The language of golf has been ruined because of Tiger Woods' philandering ways, says Paul Holmes.

I was not going to write about Tiger this week. My wife suggested I leave him alone and the rest of the world should too. But what else is there? ACC levies going up next year? The Easter Bill being defeated in Parliament? The Labour Caucus being completely united behind Phil Goff? Hardly.

The sudden, incredible destruction of the career and image of Tiger Woods just continues to amaze. In terms of destruction it is rivalled only by the Titanic. It is the human equivalent of the giant, unsinkable ship colliding fatally with the iceberg in the dead of the cold black night in the wastes of the North Atlantic, to lie within a couple of hours dead, 3000 ft below the frigid ocean floor.

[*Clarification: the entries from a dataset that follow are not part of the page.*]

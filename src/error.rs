/// Everything that can go wrong inside the engine.
///
/// Store and feed failures are per-item: the cycle logs them and moves on.
/// Only errors that escape [`crate::cycle::UpdateCycle::run`] reach the poll loop.
#[derive(Debug, thiserror::Error)]
pub enum Error {
    /// A mail store call returned a non-OK status.
    #[error("mail store: {0}")]
    Store(String),

    #[error("folder not found: {0}")]
    FolderNotFound(String),

    /// A command message whose subject or body could not be interpreted.
    #[error("command: {0}")]
    Command(String),

    #[error("feed {url}: {reason}")]
    Feed { url: String, reason: String },

    #[error("OPML: {0}")]
    Opml(String),

    #[error("compose: {0}")]
    Compose(String),

    #[error("config: {0}")]
    Config(String),
}

impl Error {
    pub fn feed(url: &str, reason: impl std::fmt::Display) -> Self {
        Error::Feed {
            url: url.to_string(),
            reason: reason.to_string(),
        }
    }
}

pub type Result<T> = std::result::Result<T, Error>;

As my friend Eric Young wrote in another newspaper last week, no good can ever come of a legendary sporting superstar, the world's first billionaire athlete and self-professed family man, smashing his Cadillac into a fire hydrant outside his mansion at 2.30 in the morning with his beautiful wife smashing the windows with a gold club. No wonder CNN spent a couple of hours with cameras trained on the mansion and the street. Word was getting out. They knew something. The world was about to come crashing down on Tiger Woods.

It wasn't just the dream family of Tiger and Elin and the two little children. It was Tiger and Rachel and Jaimee and Kalika and Mindy and Cori and Jaime and Holly and an English television presenter and unidentified and unidentified and, apparently, a cougar. It was Tiger and a string of women. It was all a lie. The image he and his people worked so carefully to cultivate and maintain was a charade.

That is why the story has become so huge. Tiger Woods, for heaven's sake, was being outed as a serial stickman. A philanderer. That is what has damaged him so commercially. He is found out as being so far from what he preached.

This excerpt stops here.